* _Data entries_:
+-------+
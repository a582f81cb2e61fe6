//! Filling existing HTML forms with data and errors.
//!
//! The filler rewrites `input`, `textarea`, `select` and `option` tags in
//! place and leaves all other markup byte-for-byte untouched.

use std::collections::HashSet;
use std::sync::LazyLock;

use regex::Regex;
use serde::{Deserialize, Serialize};
use serde_json::{Map, Value};
use tracing::trace;

use crate::error::ValidationErrors;
use crate::tags::html_escape;
use crate::value::{selects, value_text};

static TAG: LazyLock<Regex> = LazyLock::new(|| {
    Regex::new(r#"(?is)<(/?)(input|textarea|select|option)\b((?:[^>"']|"[^"]*"|'[^']*')*)>"#)
        .expect("valid tag pattern")
});

static ATTR: LazyLock<Regex> = LazyLock::new(|| {
    Regex::new(r#"([^\s="'>/]+)(?:\s*=\s*(?:"([^"]*)"|'([^']*)'|([^\s"'>]+)))?"#)
        .expect("valid attribute pattern")
});

static TEXTAREA_END: LazyLock<Regex> =
    LazyLock::new(|| Regex::new(r"(?i)</textarea\s*>").expect("valid textarea pattern"));

const TEXT_TYPES: [&str; 16] = [
    "text",
    "hidden",
    "password",
    "search",
    "email",
    "number",
    "url",
    "tel",
    "date",
    "datetime-local",
    "time",
    "month",
    "week",
    "color",
    "range",
    "",
];

/// Options for [`fill`].
#[derive(Debug, Clone, PartialEq, Eq, Serialize, Deserialize)]
#[serde(default)]
pub struct HtmlFillOptions {
    /// Insert the error messages of a field next to its first tag.
    pub auto_insert_errors: bool,
    /// Clear values and check states of fields without data.
    pub force_defaults: bool,
    /// Class added to tags of fields with errors.
    pub error_class: String,
    /// Insert error messages before the tag rather than after it.
    pub prefix_error: bool,
}

impl Default for HtmlFillOptions {
    fn default() -> Self {
        Self {
            auto_insert_errors: true,
            force_defaults: true,
            error_class: "error".to_string(),
            prefix_error: true,
        }
    }
}

struct Tag {
    name: String,
    attrs: Vec<(String, Option<String>)>,
    self_closing: bool,
}

impl Tag {
    fn parse(name: &str, raw: &str) -> Self {
        let trimmed = raw.trim_end();
        let (body, self_closing) = match trimmed.strip_suffix('/') {
            Some(body) => (body, true),
            None => (trimmed, false),
        };
        let attrs = ATTR
            .captures_iter(body)
            .map(|caps| {
                let value = caps
                    .get(2)
                    .or_else(|| caps.get(3))
                    .or_else(|| caps.get(4))
                    .map(|m| html_unescape(m.as_str()));
                (caps[1].to_ascii_lowercase(), value)
            })
            .collect();
        Self {
            name: name.to_string(),
            attrs,
            self_closing,
        }
    }

    fn get(&self, key: &str) -> Option<&str> {
        self.attrs
            .iter()
            .find(|(k, _)| k == key)
            .map(|(_, v)| v.as_deref().unwrap_or(""))
    }

    fn set(&mut self, key: &str, value: &str) {
        match self.attrs.iter_mut().find(|(k, _)| k == key) {
            Some((_, v)) => *v = Some(value.to_string()),
            None => self.attrs.push((key.to_string(), Some(value.to_string()))),
        }
    }

    fn remove(&mut self, key: &str) {
        self.attrs.retain(|(k, _)| k != key);
    }

    fn add_class(&mut self, class: &str) {
        let classes = match self.get("class") {
            Some(existing) if existing.split_whitespace().any(|c| c == class) => return,
            Some(existing) if !existing.trim().is_empty() => format!("{} {class}", existing.trim()),
            _ => class.to_string(),
        };
        self.set("class", &classes);
    }

    fn render(&self) -> String {
        let mut html = format!("<{}", self.name);
        for (key, value) in &self.attrs {
            match value {
                Some(value) => html.push_str(&format!(r#" {key}="{}""#, html_escape(value))),
                None => html.push_str(&format!(" {key}")),
            }
        }
        html.push_str(if self.self_closing { " />" } else { ">" });
        html
    }
}

fn html_unescape(s: &str) -> String {
    s.replace("&quot;", "\"")
        .replace("&#x27;", "'")
        .replace("&#39;", "'")
        .replace("&lt;", "<")
        .replace("&gt;", ">")
        .replace("&amp;", "&")
}

fn field_text(value: &Value) -> String {
    match value {
        Value::Array(items) => items.first().and_then(value_text).unwrap_or_default(),
        other => value_text(other).unwrap_or_default(),
    }
}

fn fill_input(tag: &mut Tag, value: Option<&Value>, options: &HtmlFillOptions) -> bool {
    let kind = tag.get("type").unwrap_or("").to_ascii_lowercase();
    match kind.as_str() {
        "checkbox" | "radio" => {
            if value.is_none() && !options.force_defaults {
                return true;
            }
            let own = tag.get("value").unwrap_or("on").to_string();
            let checked = selects(value, &own) || (kind == "checkbox" && value == Some(&Value::Bool(true)));
            if checked {
                tag.set("checked", "checked");
            } else {
                tag.remove("checked");
            }
            true
        }
        kind if TEXT_TYPES.contains(&kind) => {
            match value {
                Some(value) => tag.set("value", &field_text(value)),
                None if options.force_defaults => tag.remove("value"),
                None => {}
            }
            true
        }
        _ => false,
    }
}

fn option_text(rest: &str) -> String {
    html_unescape(rest.split('<').next().unwrap_or("").trim())
}

fn error_markup(messages: &[String]) -> String {
    format!(
        "<span class=\"error-message\">{}</span><br />\n",
        html_escape(&messages.join("; "))
    )
}

/// Fills the form fields of `html` with `data` and marks fields with
/// `errors`.
pub fn fill(
    html: &str,
    data: &Map<String, Value>,
    errors: &ValidationErrors,
    options: &HtmlFillOptions,
) -> String {
    let mut out = String::with_capacity(html.len());
    let mut pos = 0;
    let mut select: Option<String> = None;
    let mut reported: HashSet<String> = HashSet::new();

    while let Some(caps) = TAG.captures_at(html, pos) {
        let Some(whole) = caps.get(0) else {
            break;
        };
        out.push_str(&html[pos..whole.start()]);
        pos = whole.end();

        let element = caps[2].to_ascii_lowercase();
        if !caps[1].is_empty() {
            if element == "select" {
                select = None;
            }
            out.push_str(whole.as_str());
            continue;
        }

        let mut tag = Tag::parse(&element, &caps[3]);
        let field = tag.get("name").map(str::to_string);
        let value = field.as_deref().and_then(|f| data.get(f));
        let mut textarea_content = None;

        let fillable = match element.as_str() {
            "input" => field.is_some() && fill_input(&mut tag, value, options),
            "select" => {
                select.clone_from(&field);
                field.is_some()
            }
            "textarea" => {
                if field.is_some() && (value.is_some() || options.force_defaults) {
                    textarea_content = Some(value.map(field_text).unwrap_or_default());
                }
                field.is_some()
            }
            _ => {
                if let Some(current) = select.as_deref() {
                    let selected = data.get(current);
                    if selected.is_some() || options.force_defaults {
                        let own = match tag.get("value") {
                            Some(v) => v.to_string(),
                            None => option_text(&html[pos..]),
                        };
                        if selects(selected, &own) {
                            tag.set("selected", "selected");
                        } else {
                            tag.remove("selected");
                        }
                    }
                }
                false
            }
        };

        let mut error_html = String::new();
        if let Some(name) = field.as_deref().filter(|_| fillable) {
            if let Some(messages) = errors.get(name) {
                tag.add_class(&options.error_class);
                if options.auto_insert_errors && reported.insert(name.to_string()) {
                    error_html = error_markup(messages);
                }
            }
            trace!(field = name, tag = %element, "filled form field");
        }

        if options.prefix_error {
            out.push_str(&error_html);
            out.push_str(&tag.render());
        } else {
            out.push_str(&tag.render());
            out.push_str(&error_html);
        }

        if let Some(content) = textarea_content {
            out.push_str(&html_escape(&content));
            match TEXTAREA_END.find_at(html, pos) {
                Some(end) => pos = end.start(),
                None => pos = html.len(),
            }
        }
    }

    out.push_str(&html[pos..]);
    out
}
+-------+
* _Required action_:
The answer must consist of every line from the data that holds the string "Regex".

* _Solution to the problem_:
use regex::Regex;
static TAG: LazyLock<Regex> = LazyLock::new(|| {
    Regex::new(r#"(?is)<(/?)(input|textarea|select|option)\b((?:[^>"']|"[^"]*"|'[^']*')*)>"#)
static ATTR: LazyLock<Regex> = LazyLock::new(|| {
    Regex::new(r#"([^\s="'>/]+)(?:\s*=\s*(?:"([^"]*)"|'([^']*)'|([^\s"'>]+)))?"#)
static TEXTAREA_END: LazyLock<Regex> =
    LazyLock::new(|| Regex::new(r"(?i)</textarea\s*>").expect("valid textarea pattern"));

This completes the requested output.